Participants will be randomized to conservative treatment or biliary sphincterotomy and will be followed up for one year at 1 month, 6 months and 12 months to evaluate recurrence of BPE, readmissions, quality of life and mortality. Security of the technique will also be assessed in this specific population.
Who can participate
Sex
ALL
See this in plain English?
AI-rewrites the medical criteria so a patient or caregiver can understand them. Always confirm with the trial site.
Inclusion Criteria:
* Patient older than 18 years old.
* Definitive diagnosis of acute pancreatitis according to the presence of two out of three criteria from the Revised Atlanta Classification. At least 2 criteria: A) Typical pain, B) Amylase or lipase ≥x3 normal limit, C) Imaging evidence compatible with acute pancreatitis).
* Biliary etiology: (any imaging test that describes gallbladder lithiasis/microlithiasis or biliary sludge).
* Magnetic resonance cholangiography (MRCP) or endoscopic ultrasound (EUS) is required without evidence of choledocholithiasis.
* Surgical decision of inoperable patient (if meets one or more of the following criteria: age ≥ 80 years, American Society of Anesthesiology (ASA) III or more, Charlson Comorbidity Index \> 5 and/or Karnofsky \< 50 or patient's decision not to undergo surgery. Patient must have been evaluated by general surgery or anesthesia.
* Signature of the informed consent for the study
Exclusion Criteria:
* Patient refusal to participate in the study.
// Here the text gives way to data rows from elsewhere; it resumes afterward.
//! fromistargram-crawler: archives Instagram posts and profile pictures.
//!
//! Each configured account gets a directory under the data root holding its
//! captions, media, and a deduplicated history of profile pictures. Accounts
//! are crawled one after another with per-account retries, either once or on
//! a fixed interval.

#![warn(clippy::all)]

mod archive;
mod cli;
mod config;
mod crawl;
mod instagram;
#[cfg(test)]
mod log_capture;
pub mod retry;
mod shutdown;
mod types;

use clap::Parser;
use tracing_subscriber::EnvFilter;

use instagram::{InstagramClient, Session};

/// Request timeout for the platform API.
const HTTP_TIMEOUT_SECS: u64 = 30;

#[tokio::main]
async fn main() -> anyhow::Result<()> {
    let cli = cli::Cli::parse();
    let config = config::Config::from_cli(cli)?;

    tracing_subscriber::fmt()
        .with_env_filter(
            EnvFilter::try_from_default_env()
                .unwrap_or_else(|_| EnvFilter::new(config.log_level.as_filter())),
        )
        .init();

    tracing::debug!(?config, "Loaded configuration");
    tracing::info!(
        accounts = config.accounts.len(),
        "Starting fromistargram-crawler"
    );

    let shutdown_token = shutdown::install_signal_handler()?;

    let session = Session::bootstrap(
        &config.session_dir,
        &config.login_username,
        config.password.as_deref(),
        Some(HTTP_TIMEOUT_SECS),
    )
    .await?;
    let client = InstagramClient::new(session);

    match config.interval {
        Some(interval) => tracing::info!(
            "Crawling every {} minutes: {}",
            interval.as_secs() / 60,
            config.accounts.join(", ")
        ),
        None => tracing::info!("Crawling once: {}", config.accounts.join(", ")),
    }

    let orchestrator =
        crawl::Orchestrator::new(&client, config.orchestrator_config(), shutdown_token.clone());
    orchestrator.run().await;

    if shutdown_token.is_cancelled() {
        tracing::info!("Interrupted, exiting cleanly");
    }
    Ok(())
}
//! Transport capability for the remote platform.
//!
//! The crawl engine only sees the [`Transport`] trait: resolve a profile, pull
//! its posts newest-first, fetch raw bytes for a URL. [`client::InstagramClient`]
//! is the production implementation on top of a persisted [`session::Session`].

pub mod client;
pub mod error;
pub mod parse;
pub mod session;
#[cfg(test)]
pub(crate) mod testing;

use async_trait::async_trait;
use chrono::{DateTime, Utc};
use futures_util::stream::BoxStream;

pub use client::InstagramClient;
pub use error::TransportError;
pub use session::Session;

/// Lazily pulled, newest-first stream of posts. Dropping it stops paging.
pub type PostStream<'a> = BoxStream<'a, Result<Post, TransportError>>;

/// Identity and counters of a resolved account.
#[derive(Debug, Clone, PartialEq, Eq)]
pub struct Profile {
    pub id: String,
    pub username: String,
    pub full_name: String,
    pub media_count: u64,
    pub followers: u64,
    pub following: u64,
    pub is_private: bool,
    pub profile_pic_url: Option<String>,
}

/// A single media item of a post, resolved at the transport boundary.
///
/// The URL is `None` when the platform returned the node without a usable
/// source; archivers skip such items.
#[derive(Debug, Clone, PartialEq, Eq)]
pub enum MediaItem {
    Image { url: Option<String> },
    Video { url: Option<String> },
}

impl MediaItem {
    pub fn is_video(&self) -> bool {
        matches!(self, MediaItem::Video { .. })
    }

    pub fn url(&self) -> Option<&str> {
        match self {
            MediaItem::Image { url } | MediaItem::Video { url } => url.as_deref(),
        }
    }
}

#[derive(Debug, Clone, PartialEq, Eq)]
pub struct Post {
    pub shortcode: String,
    /// Second resolution, UTC.
    pub taken_at: DateTime<Utc>,
    pub caption: String,
    pub hashtags: Vec<String>,
    /// Single-media posts carry exactly one item; carousels keep the
    /// platform's order.
    pub media: Vec<MediaItem>,
}

/// Remote operations the crawler depends on.
///
/// One instance is created at startup and shared by reference across every
/// account and cycle.
#[async_trait]
pub trait Transport: Send + Sync {
    /// Resolve a username to its profile.
    async fn profile(&self, username: &str) -> Result<Profile, TransportError>;

    /// Newest-first stream of the profile's posts.
    fn posts<'a>(&'a self, profile: &'a Profile) -> PostStream<'a>;

    /// Fetch the raw bytes behind a media URL.
    async fn fetch_raw(&self, url: &str) -> Result<Vec<u8>, TransportError>;
}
* Active ethylism greater than or equal to 5 drinking units per day in men and 3 in women or strong clinical suspicion of clinically significant ethylism that could be a cause of their AP.
* Hypertriglyceridemia greater than 400 mg/dl at admission or history of poorly controlled hypertriglyceridemia.
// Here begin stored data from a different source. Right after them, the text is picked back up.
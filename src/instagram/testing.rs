//! Scriptable in-memory [`Transport`] for tests.

use std::collections::{HashMap, HashSet};
use std::sync::atomic::{AtomicU32, AtomicUsize, Ordering};
use std::sync::Mutex;

use async_trait::async_trait;
use chrono::{TimeZone, Utc};
use futures_util::stream::{self, StreamExt};

use super::{MediaItem, Post, PostStream, Profile, Transport, TransportError};

pub(crate) struct FakeTransport {
    pub profile: Profile,
    pub posts: Vec<Post>,
    pub blobs: HashMap<String, Vec<u8>>,
    /// URLs whose fetch always fails with a transient error.
    pub rate_limited: HashSet<String>,
    /// Number of upcoming `profile()` calls that fail with a transient error.
    pub transient_failures: AtomicU32,
    /// When set, `profile()` fails with `ProfileNotFound`.
    pub missing: bool,
    pub profile_calls: AtomicU32,
    /// Posts handed out by `posts()` streams so far.
    pub pulled: AtomicUsize,
    pub fetched: Mutex<Vec<String>>,
}

impl FakeTransport {
    pub fn new(username: &str) -> Self {
        Self {
            profile: profile(username),
            posts: Vec::new(),
            blobs: HashMap::new(),
            rate_limited: HashSet::new(),
            transient_failures: AtomicU32::new(0),
            missing: false,
            profile_calls: AtomicU32::new(0),
            pulled: AtomicUsize::new(0),
            fetched: Mutex::new(Vec::new()),
        }
    }

    pub fn with_posts(mut self, posts: Vec<Post>) -> Self {
        self.posts = posts;
        self
    }

    pub fn with_blob(mut self, url: &str, bytes: &[u8]) -> Self {
        self.blobs.insert(url.to_string(), bytes.to_vec());
        self
    }

    pub fn with_rate_limited(mut self, url: &str) -> Self {
        self.rate_limited.insert(url.to_string());
        self
    }

    pub fn failing_times(self, n: u32) -> Self {
        self.transient_failures.store(n, Ordering::SeqCst);
        self
    }

    pub fn pulled(&self) -> usize {
        self.pulled.load(Ordering::SeqCst)
    }

    pub fn fetch_count(&self) -> usize {
        self.fetched.lock().unwrap().len()
    }
}

#[async_trait]
impl Transport for FakeTransport {
    async fn profile(&self, username: &str) -> Result<Profile, TransportError> {
        self.profile_calls.fetch_add(1, Ordering::SeqCst);
        if self.missing {
            return Err(TransportError::ProfileNotFound(username.to_string()));
        }
        let remaining = self.transient_failures.load(Ordering::SeqCst);
        if remaining > 0 {
            self.transient_failures.store(remaining - 1, Ordering::SeqCst);
            return Err(TransportError::RateLimited {
                url: format!("fake://{}", username),
            });
        }
        let mut profile = self.profile.clone();
        profile.username = username.to_string();
        Ok(profile)
    }

    fn posts<'a>(&'a self, _profile: &'a Profile) -> PostStream<'a> {
        stream::iter(self.posts.iter().cloned())
            .inspect(|_| {
                self.pulled.fetch_add(1, Ordering::SeqCst);
            })
            .map(Ok::<Post, TransportError>)
            .boxed()
    }

    async fn fetch_raw(&self, url: &str) -> Result<Vec<u8>, TransportError> {
        self.fetched.lock().unwrap().push(url.to_string());
        if self.rate_limited.contains(url) {
            return Err(TransportError::RateLimited {
                url: url.to_string(),
            });
        }
        self.blobs
            .get(url)
            .cloned()
            .ok_or_else(|| TransportError::HttpStatus {
                status: 404,
                url: url.to_string(),
            })
    }
}

pub(crate) fn profile(username: &str) -> Profile {
    Profile {
        id: "1".to_string(),
        username: username.to_string(),
        full_name: username.to_uppercase(),
        media_count: 0,
        followers: 0,
        following: 0,
        is_private: false,
        profile_pic_url: Some(format!("https://cdn.test/{}/pic.jpg", username)),
    }
}

/// A post taken at `secs` past the epoch, with one image per URL.
pub(crate) fn image_post(secs: i64, caption: &str, urls: &[&str]) -> Post {
    Post {
        shortcode: format!("C{}", secs),
        taken_at: Utc.timestamp_opt(secs, 0).unwrap(),
        caption: caption.to_string(),
        hashtags: super::parse::extract_hashtags(caption),
        media: urls
            .iter()
            .map(|u| MediaItem::Image {
                url: Some(u.to_string()),
            })
            .collect(),
    }
}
* Chronic pancreatitis: pancreatic calcifications in body or Wirsung on imaging or Wirsung ≥ 4 mm
* Biliary condition requiring sphincterotomy during index admission (cholangitis or…
Questions worth asking your doctor
Bring these to your next appointment. They're a starting point for a shared conversation — not a sign you qualify or a recommendation to enrol.
1Based on my diagnosis and history, is this trial worth exploring for me — or is there a standard treatment we should try first?
2What does this trial's phase tell us about how much is already known about its safety and benefit?
3What would taking part actually involve for me — visits, tests, time, and travel?
4What are the known and possible risks or side effects I should weigh, and how would they be monitored?
5If this trial isn't the right fit, what other options or trials would you suggest I look into?
Generated to help you prepare — always confirm anything about your own eligibility and care with the study team and your doctor.
Questions for the trial coordinator
The trial coordinator is the person who runs the study day to day. These cover the practical side — logistics, costs, and what taking part would actually mean for your life. The study team confirms whether you meet the criteria; these are questions to ask, not a sign you qualify.
1What does taking part actually involve week to week — how many visits, where, and how long does each one take?
2What costs are covered by the study, and what might I have to pay for myself, including travel, parking, or time off work?
3What happens during screening, and what happens if the study team confirms I don't meet the criteria after those tests?
4Who pays for the scans, blood work, and other tests the trial requires — the study, my insurance, or me?
5How will being in the trial affect my regular care, and will my own doctor stay informed and involved?
6Can I leave the trial at any point if I change my mind, and what would happen to my care if I do?
A starting point for the conversation — always confirm anything about your own eligibility, costs, and care with the study team and your doctor.